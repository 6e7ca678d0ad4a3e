// SPDX-FileCopyrightText: 2026 Bruno Meilick
// SPDX-License-Identifier: LicenseRef-Regviz-FreeUse-NoCopy-NoDerivatives
//
// All rights reserved.
//
// This file is part of Regviz and is proprietary software.
// Unauthorized copying, modification, or distribution is prohibited.

use std::borrow::Cow;
use std::fmt;
use std::sync::OnceLock;

use ::regex::Regex;

#[derive(Debug, Clone, Copy, PartialEq, Eq)]
pub enum IdentError {
    Empty,
    InvalidStart { ch: char },
    InvalidChar { ch: char },
}

impl fmt::Display for IdentError {
    fn fmt(&self, f: &mut fmt::Formatter<'_>) -> fmt::Result {
        match self {
            Self::Empty => f.write_str("must not be empty"),
            Self::InvalidStart { ch } => write!(f, "must not start with '{ch}'"),
            Self::InvalidChar { ch } => write!(f, "contains invalid character: '{ch}'"),
        }
    }
}

impl std::error::Error for IdentError {}

fn ident_re() -> &'static Regex {
    static RE: OnceLock<Regex> = OnceLock::new();
    RE.get_or_init(|| Regex::new(r"^[A-Za-z_][A-Za-z0-9_]*$").expect("valid identifier regex"))
}

/// Checks that `prefix` can start an identifier in every supported output grammar.
pub(crate) fn validate_ident_prefix(prefix: &str) -> Result<(), IdentError> {
    if ident_re().is_match(prefix) {
        return Ok(());
    }
    let mut chars = prefix.chars();
    match chars.next() {
        None => Err(IdentError::Empty),
        Some(ch) if !(ch.is_ascii_alphabetic() || ch == '_') => Err(IdentError::InvalidStart { ch }),
        Some(_) => {
            let ch = chars
                .find(|c| !(c.is_ascii_alphanumeric() || *c == '_'))
                .unwrap_or(' ');
            Err(IdentError::InvalidChar { ch })
        }
    }
}

/// Appends `{prefix}{index}` to `out`.
pub(crate) fn push_ident(out: &mut String, prefix: &str, index: usize) {
    let mut buf = itoa::Buffer::new();
    out.push_str(prefix);
    out.push_str(buf.format(index));
}

pub(crate) fn ident(prefix: &str, index: usize) -> String {
    let mut out = String::with_capacity(prefix.len() + 4);
    push_ident(&mut out, prefix, index);
    out
}

/// Escapes `value` for a double-quoted string literal (Penrose, DOT).
pub(crate) fn escape_quoted(value: &str) -> Cow<'_, str> {
    let bytes = value.as_bytes();
    if memchr::memchr3(b'"', b'\\', b'\n', bytes).is_none()
        && memchr::memchr2(b'\r', b'\t', bytes).is_none()
    {
        return Cow::Borrowed(value);
    }

    let mut out = String::with_capacity(value.len() + 8);
    for c in value.chars() {
        match c {
            '"' => out.push_str("\\\""),
            '\\' => out.push_str("\\\\"),
            '\n' => out.push_str("\\n"),
            '\r' => out.push_str("\\r"),
            '\t' => out.push_str("\\t"),
            c => out.push(c),
        }
    }
    Cow::Owned(out)
}

/// Pushes `"{escaped value}"` onto `out`.
pub(crate) fn push_quoted(out: &mut String, value: &str) {
    out.push('"');
    out.push_str(&escape_quoted(value));
    out.push('"');
}
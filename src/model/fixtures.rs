// SPDX-FileCopyrightText: 2026 Bruno Meilick
// SPDX-License-Identifier: LicenseRef-Regviz-FreeUse-NoCopy-NoDerivatives
//
// All rights reserved.
//
// This file is part of Regviz and is proprietary software.
// Unauthorized copying, modification, or distribution is prohibited.

use super::class::{Anchor, CharClass, ClassItem, PerlClass};
use super::ids::NodeId;
use super::nfa::{Nfa, Node};

fn id(index: usize) -> NodeId {
    NodeId::new(index)
}

/// The automaton compiled from `a|`.
pub(crate) fn alt_with_empty() -> Nfa {
    Nfa::new(
        vec![
            Node::Done,
            Node::Save { slot: 1, next: id(0) },
            Node::Char { c: 'a', next: id(1) },
            Node::Epsilon { next: id(1) },
            Node::Split { next1: id(2), next2: id(3) },
            Node::Save { slot: 0, next: id(4) },
        ],
        id(5),
    )
}

/// Hand-built automaton touching every node variant, roughly `^[a-z]\d*$` with a dead branch.
pub(crate) fn every_variant() -> Nfa {
    Nfa::new(
        vec![
            Node::Done,
            Node::Save { slot: 1, next: id(0) },
            Node::Anchor { anchor: Anchor::End, next: id(1) },
            Node::Sparse { class: CharClass::perl(PerlClass::Digit, false), next: id(4) },
            Node::Split { next1: id(3), next2: id(2) },
            Node::Sparse {
                class: CharClass::new(false, vec![ClassItem::Range('a', 'z')]),
                next: id(4),
            },
            Node::Fail,
            Node::Split { next1: id(5), next2: id(6) },
            Node::Anchor { anchor: Anchor::Start, next: id(7) },
            Node::Save { slot: 0, next: id(8) },
        ],
        id(9),
    )
}
// SPDX-FileCopyrightText: 2026 Bruno Meilick
// SPDX-License-Identifier: LicenseRef-Regviz-FreeUse-NoCopy-NoDerivatives
//
// All rights reserved.
//
// This file is part of Regviz and is proprietary software.
// Unauthorized copying, modification, or distribution is prohibited.

//! Lock-step NFA simulation, used to check compiled automata against their pattern.

use super::ids::NodeId;
use super::nfa::{Nfa, Node};

/// The set of consuming nodes reachable at one input position.
struct Threads {
    seen: Vec<bool>,
    list: Vec<NodeId>,
}

impl Threads {
    fn new(len: usize) -> Self {
        Self { seen: vec![false; len], list: Vec::with_capacity(len) }
    }

    fn clear(&mut self) {
        self.seen.iter_mut().for_each(|seen| *seen = false);
        self.list.clear();
    }
}

impl Nfa {
    /// Whether the automaton matches anywhere in `haystack`.
    ///
    /// References outside the node sequence are treated as dead ends.
    pub fn is_match(&self, haystack: &str) -> bool {
        let mut current = Threads::new(self.len());
        let mut stepped = Threads::new(self.len());
        let mut prev = None;
        let mut rest = haystack.chars();

        loop {
            let at = rest.clone().next();
            if self.follow(&mut current, self.start(), prev, at) {
                return true;
            }
            let Some(c) = at else {
                return false;
            };

            let mut after = rest.clone();
            after.next();
            let following = after.clone().next();

            stepped.clear();
            for &id in &current.list {
                let next = match self.get(id) {
                    Some(Node::Char { c: expected, next }) if *expected == c => Some(*next),
                    Some(Node::Sparse { class, next }) if class.matches(c) => Some(*next),
                    _ => None,
                };
                if let Some(next) = next {
                    if self.follow(&mut stepped, next, Some(c), following) {
                        return true;
                    }
                }
            }

            std::mem::swap(&mut current, &mut stepped);
            rest = after;
            prev = Some(c);
        }
    }

    /// Adds the ε-closure of `from` to `threads`; returns `true` once a `Done` node is reached.
    fn follow(
        &self,
        threads: &mut Threads,
        from: NodeId,
        prev: Option<char>,
        next: Option<char>,
    ) -> bool {
        let mut stack = vec![from];
        while let Some(id) = stack.pop() {
            let Some(seen) = threads.seen.get_mut(id.index()) else {
                continue;
            };
            if *seen {
                continue;
            }
            *seen = true;

            match &self.nodes()[id.index()] {
                Node::Done => return true,
                Node::Fail => {}
                Node::Save { next: to, .. } | Node::Epsilon { next: to } => stack.push(*to),
                Node::Split { next1, next2 } => {
                    stack.push(*next2);
                    stack.push(*next1);
                }
                Node::Anchor { anchor, next: to } => {
                    if anchor.holds(prev, next) {
                        stack.push(*to);
                    }
                }
                Node::Char { .. } | Node::Sparse { .. } => threads.list.push(id),
            }
        }
        false
    }
}

#[cfg(test)]
mod tests {
    use crate::model::{fixtures, Nfa, Node, NodeId};

    #[test]
    fn worked_example_matches_a_or_empty() {
        let nfa = fixtures::alt_with_empty();
        assert!(nfa.is_match(""));
        assert!(nfa.is_match("a"));
        assert!(nfa.is_match("zzz"));
    }

    #[test]
    fn single_char_needs_that_char() {
        let nfa = Nfa::new(
            vec![Node::Done, Node::Char { c: 'q', next: NodeId::new(0) }],
            NodeId::new(1),
        );
        assert!(nfa.is_match("aqa"));
        assert!(!nfa.is_match("abc"));
        assert!(!nfa.is_match(""));
    }

    #[test]
    fn fail_node_never_matches() {
        let nfa = Nfa::new(vec![Node::Done, Node::Fail], NodeId::new(1));
        assert!(!nfa.is_match("anything"));
    }

    #[test]
    fn dangling_references_are_dead_ends() {
        let nfa = Nfa::new(
            vec![Node::Done, Node::Epsilon { next: NodeId::new(9) }],
            NodeId::new(1),
        );
        assert!(!nfa.is_match("x"));
    }
}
● ● ● ● ● ● ●
**What you have to do:** From the entries above, extract every line where the word "bytes" appears.

**Your response:**
    let bytes = value.as_bytes();
    if memchr::memchr3(b'"', b'\\', b'\n', bytes).is_none()
        && memchr::memchr2(b'\r', b'\t', bytes).is_none()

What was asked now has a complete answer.